Data Integrity via Checksum
Probably the fundamental theorem of storage is,
“Data will always expand to fill the space allotted”
Users are always asking for more space to store their data while at the same time problems are getting larger, requiring more data capacity, and our ability to generate data is increasing as well.
At the same time, a recent study by the University of California at Santa Cruz and Netapp found that data is getting colder. That is, once the data has been created, it is rarely reused. If you use the temperature analogy to how often data is accessed, then if it is rarely, if ever, accessed after it was created, the data is considered to be “cold”.
Studies have shown us that on average, even just two weeks after the data is created, it is rarely touched. This means that the data is getting very cold. But at the same time, users insist that their data be accessible and available which usually means that it has to be on-line and not in an archive.

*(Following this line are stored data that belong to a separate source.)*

//! Finds directories usable for temporary and lock files, and tells apart
//! the ones backed by storage from the ones backed by memory.

use std::collections::HashSet;
use std::ffi::OsString;
use std::fmt;
use std::io::Write;
use std::path::{Path, PathBuf};
use std::sync::{Mutex, PoisonError};

use once_cell::sync::Lazy;
use regex::Regex;
use serde::Serialize;

use crate::error::{Error, Result};

static STORAGE_BACKED: Lazy<Regex> = Lazy::new(|| {
    Regex::new(
        r"(?i)^(?:btrfs|cifs|exfat|ext[2-4]|f2fs|hfs|apfs|jfs|lxfs|nfs[1-9]?|lustre|nilf2|ufs|vfat|xfs|zfs|msdosfs|newnfs|ntfs|smbfs|unionfs|fat|fat32|overlay2?)$",
    )
    .expect("storage backed pattern")
});
static MEMORY_BACKED: Lazy<Regex> =
    Lazy::new(|| Regex::new(r"(?i)^(?:tmpfs|ramfs)$").expect("memory backed pattern"));
static NETWORK_BACKED: Lazy<Regex> = Lazy::new(|| {
    Regex::new(r"(?i)^(?:cifs|nfs[1-9]?|lustre|smbfs)$").expect("network backed pattern")
});

const ENV_VARS: [&str; 6] = ["TMPDIR", "TMP", "TEMP", "TEMPDIR", "XDG_RUNTIME_DIR", "XDG_CACHE_HOME"];

/// Where a candidate directory came from.
#[derive(Debug, Clone, Copy, PartialEq, Eq, Hash, Serialize)]
#[serde(rename_all = "snake_case")]
pub enum Source {
    /// Passed in by the caller.
    Local,
    Environment,
    /// Asked of the operating system.
    System,
    Hardcoded,
}

impl fmt::Display for Source {
    fn fmt(&self, f: &mut fmt::Formatter<'_>) -> fmt::Result {
        let name = match self {
            Source::Local => "local",
            Source::Environment => "environment",
            Source::System => "system",
            Source::Hardcoded => "hardcoded",
        };
        f.write_str(name)
    }
}

#[derive(Debug, Clone, PartialEq, Eq, Serialize)]
pub struct DiscoveredPath {
    pub path: PathBuf,
    pub source: Source,
    /// `(st_dev, st_ino)` of the directory when it was probed. Anyone opening
    /// the path later can compare against it to detect a swapped directory.
    pub identity: Option<(u64, u64)>,
    pub fs_type: Option<String>,
}

impl DiscoveredPath {
    fn candidate(path: PathBuf, source: Source) -> Self {
        DiscoveredPath {
            path,
            source,
            identity: None,
            fs_type: None,
        }
    }

    pub fn is_verified(&self) -> bool {
        self.identity.is_some()
    }

    pub fn is_storage_backed(&self) -> bool {
        self.fs_type.as_deref().is_some_and(|t| STORAGE_BACKED.is_match(t))
    }

    pub fn is_memory_backed(&self) -> bool {
        self.fs_type.as_deref().is_some_and(|t| MEMORY_BACKED.is_match(t))
    }

    pub fn is_networked(&self) -> bool {
        self.fs_type.as_deref().is_some_and(|t| NETWORK_BACKED.is_match(t))
    }
}

#[derive(Default)]
struct Cache {
    all: Option<Vec<DiscoveredPath>>,
    verified: Option<Vec<DiscoveredPath>>,
}

/// Discovery service. Lists are built on first use and kept until a
/// refresh; a mutex is held while building them.
pub struct PathDiscovery {
    candidates: Option<Vec<PathBuf>>,
    cache: Mutex<Cache>,
}

impl Default for PathDiscovery {
    fn default() -> Self {
        PathDiscovery::new()
    }
}

impl PathDiscovery {
    pub fn new() -> Self {
        PathDiscovery {
            candidates: None,
            cache: Mutex::new(Cache::default()),
        }
    }

    /// Considers only `candidates`, ignoring the environment and the
    /// system defaults.
    pub fn with_candidates(candidates: Vec<PathBuf>) -> Self {
        PathDiscovery {
            candidates: Some(candidates),
            cache: Mutex::new(Cache::default()),
        }
    }

    /// Every potential temporary directory, unprobed, best first.
    ///
    /// `overrides` go before everything else and `fallbacks` after the
    /// system provided directories. Both only take effect when the list is
    /// built, which is on the first call or when `refresh` is set. A
    /// refresh also discards the verified list.
    pub fn all_temporary_directories(
        &self,
        refresh: bool,
        fallbacks: &[PathBuf],
        overrides: &[PathBuf],
    ) -> Vec<DiscoveredPath> {
        let mut cache = self.cache.lock().unwrap_or_else(PoisonError::into_inner);
        if refresh || cache.all.is_none() {
            cache.all = Some(self.build(fallbacks, overrides));
            cache.verified = None;
        }
        cache.all.clone().unwrap_or_default()
    }

    /// The candidates which could actually be written to, each carrying its
    /// identity and filesystem type. This creates a file in every candidate
    /// so is slow, but it happens once per list.
    pub fn verified_temporary_directories(&self) -> Vec<DiscoveredPath> {
        let mut cache = self.cache.lock().unwrap_or_else(PoisonError::into_inner);
        if let Some(verified) = &cache.verified {
            return verified.clone();
        }
        let all = match cache.all.take() {
            Some(all) => all,
            None => self.build(&[], &[]),
        };
        let verified: Vec<DiscoveredPath> = all
            .iter()
            .filter_map(|candidate| match probe(&candidate.path) {
                Ok((identity, fs_type)) => Some(DiscoveredPath {
                    identity: Some(identity),
                    fs_type,
                    ..candidate.clone()
                }),
                Err(e) => {
                    tracing::trace!(path = %candidate.path.display(), %e, "temporary directory rejected");
                    None
                }
            })
            .collect();
        if verified.is_empty() {
            tracing::warn!("no writable temporary directory found");
        }
        cache.all = Some(all);
        cache.verified = Some(verified.clone());
        verified
    }

    pub fn storage_backed_temporary_files_directory(&self) -> Result<PathBuf> {
        self.first_verified(DiscoveredPath::is_storage_backed, "storage backed")
            .map(|d| d.path)
    }

    pub fn storage_backed_temporary_files_directory_is_networked(&self) -> Result<bool> {
        self.first_verified(DiscoveredPath::is_storage_backed, "storage backed")
            .map(|d| d.is_networked())
    }

    pub fn memory_backed_temporary_files_directory(&self) -> Result<PathBuf> {
        self.first_verified(DiscoveredPath::is_memory_backed, "memory backed")
            .map(|d| d.path)
    }

    pub fn memory_backed_temporary_files_directory_is_networked(&self) -> Result<bool> {
        self.first_verified(DiscoveredPath::is_memory_backed, "memory backed")
            .map(|d| d.is_networked())
    }

    fn first_verified(&self, accept: fn(&DiscoveredPath) -> bool, what: &str) -> Result<DiscoveredPath> {
        self.verified_temporary_directories()
            .into_iter()
            .find(|d| accept(d))
            .ok_or_else(|| Error::NotFound(format!("no {what} temporary directory")))
    }

    fn build(&self, fallbacks: &[PathBuf], overrides: &[PathBuf]) -> Vec<DiscoveredPath> {
        match &self.candidates {
            Some(only) => dedup(
                overrides
                    .iter()
                    .chain(only)
                    .chain(fallbacks)
                    .map(|p| DiscoveredPath::candidate(p.clone(), Source::Local))
                    .collect(),
            ),
            None => candidates(
                |key| std::env::var_os(key),
                is_privileged(),
                dirs::cache_dir(),
                nix::unistd::geteuid().as_raw(),
                fallbacks,
                overrides,
            ),
        }
    }
}

fn is_privileged() -> bool {
    use nix::unistd::{getegid, geteuid, getgid, getuid};
    getuid() != geteuid() || getgid() != getegid()
}

/// Builds the ranked candidate list. The environment is skipped entirely
/// when running set-uid or set-gid.
fn candidates(
    env: impl Fn(&str) -> Option<OsString>,
    privileged: bool,
    system_cache: Option<PathBuf>,
    euid: u32,
    fallbacks: &[PathBuf],
    overrides: &[PathBuf],
) -> Vec<DiscoveredPath> {
    let mut out: Vec<DiscoveredPath> = overrides
        .iter()
        .map(|p| DiscoveredPath::candidate(p.clone(), Source::Local))
        .collect();

    if !privileged {
        for key in ENV_VARS {
            if let Some(value) = env(key).filter(|v| !v.is_empty()) {
                out.push(DiscoveredPath::candidate(value.into(), Source::Environment));
            }
        }
        if let Some(home) = env("HOME").filter(|v| !v.is_empty()) {
            out.push(DiscoveredPath::candidate(
                PathBuf::from(home).join(".cache"),
                Source::Environment,
            ));
        }
    }
    if let Some(cache) = system_cache {
        out.push(DiscoveredPath::candidate(cache, Source::System));
    }
    out.extend(
        fallbacks
            .iter()
            .map(|p| DiscoveredPath::candidate(p.clone(), Source::Local)),
    );
    let run_user = format!("/run/user/{euid}");
    for hard in ["/tmp", "/var/tmp", run_user.as_str(), "/run/shm", "/"] {
        out.push(DiscoveredPath::candidate(PathBuf::from(hard), Source::Hardcoded));
    }
    dedup(out)
}

fn dedup(list: Vec<DiscoveredPath>) -> Vec<DiscoveredPath> {
    let mut seen = HashSet::new();
    list.into_iter()
        .filter(|d| seen.insert(d.path.clone()))
        .collect()
}

/// Proves `dir` writable by creating and removing a non-empty file in it.
fn probe(dir: &Path) -> Result<((u64, u64), Option<String>)> {
    let mut scratch = tempfile::Builder::new()
        .prefix(".libfsio-probe-")
        .tempfile_in(dir)?;
    scratch.write_all(b"probe")?;
    scratch.as_file().sync_data()?;
    drop(scratch);

    let st = nix::sys::stat::stat(dir)?;
    #[allow(clippy::unnecessary_cast)]
    let identity = (st.st_dev as u64, st.st_ino as u64);
    Ok((identity, fs_type_name(dir)?))
}

#[cfg(target_os = "linux")]
fn fs_type_name(dir: &Path) -> Result<Option<String>> {
    let st = nix::sys::statfs::statfs(dir)?;
    #[allow(clippy::unnecessary_cast)]
    let magic = st.filesystem_type().0 as u32;
    Ok(linux_fs_name(magic).map(str::to_string))
}

#[cfg(not(target_os = "linux"))]
fn fs_type_name(_dir: &Path) -> Result<Option<String>> {
    Ok(None)
}

/// Superblock magic numbers from `linux/magic.h`.
#[cfg(target_os = "linux")]
fn linux_fs_name(magic: u32) -> Option<&'static str> {
    let name = match magic {
        0x9123_683e => "btrfs",
        0xff53_4d42 | 0xfe53_4d42 => "cifs",
        0x2011_bab0 => "exfat",
        0xef53 => "ext4",
        0xf2f5_2010 => "f2fs",
        0x4244 | 0x482b => "hfs",
        0x3153_464a => "jfs",
        0x6969 => "nfs",
        0x0bd0_0bd0 => "lustre",
        0x3434 => "nilfs2",
        0x0001_1954 => "ufs",
        0x4d44 => "vfat",
        0x5846_5342 => "xfs",
        0x2fc1_2fc1 => "zfs",
        0x5346_544e => "ntfs",
        0x517b => "smbfs",
        0x794c_7630 => "overlay",
        0x0102_1994 => "tmpfs",
        0x8584_58f6 => "ramfs",
        0xca45_1a4e => "bcachefs",
        0x6573_5546 => "fuse",
        0x0102_1997 => "v9fs",
        0x7371_7368 => "squashfs",
        0x9fa0 => "proc",
        0x6265_6572 => "sysfs",
        _ => return None,
    };
    Some(name)
}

So we’re creating more data than every before, we’re not using it after a short period of time, and we want the data to stay available. Exacerbating this problem are requirements forcing us to keep data on-line for many years. The National Science Foundation (NSF) requires a data management plan for it’s research award recipients that includes how the recipients will store the data and make it available for some time (up to 20 years in some cases). The Sarbanes-Oxley Act is requiring us to keep records for even longer as well. We’re getting pushed into keeping more data and keeping a lot longer than we did previously.
One consequence of this is data integrity. How do we ensure that the data we’re storing does not become corrupt? I like to break this problem into two pieces:
- How do we check if data has become corrupted?
- If data is corrupted, how do we restore it?
This page deals with some tools that focus on the first piece and eventually will also focus on the second piece.
How do we know when data has become corrupted?
There are several ways to detect when data is corrupted. The most obvious is when you try to use the data and you either can’t read it or if the application crashes or gives you nonsense. But this can take more work because you have to run the applications against the data and have some way to determine the data is corrupted.
An easier way to determine if the data is corrupted (i.e. it has changed) is to use a Checksum. A checksum is a single value that is computed for a block of data (pretty simple idea). To determine if the data is corrupted (i.e. it has changed) then a checksum computed on the data doesn’t match the original stored checksum (assuming the original stored checksum is correct). One important aspect in using checksums to detect corrupted data is that the checksums should be as unique as possible to avoid the case where the data can change without the checksum changing.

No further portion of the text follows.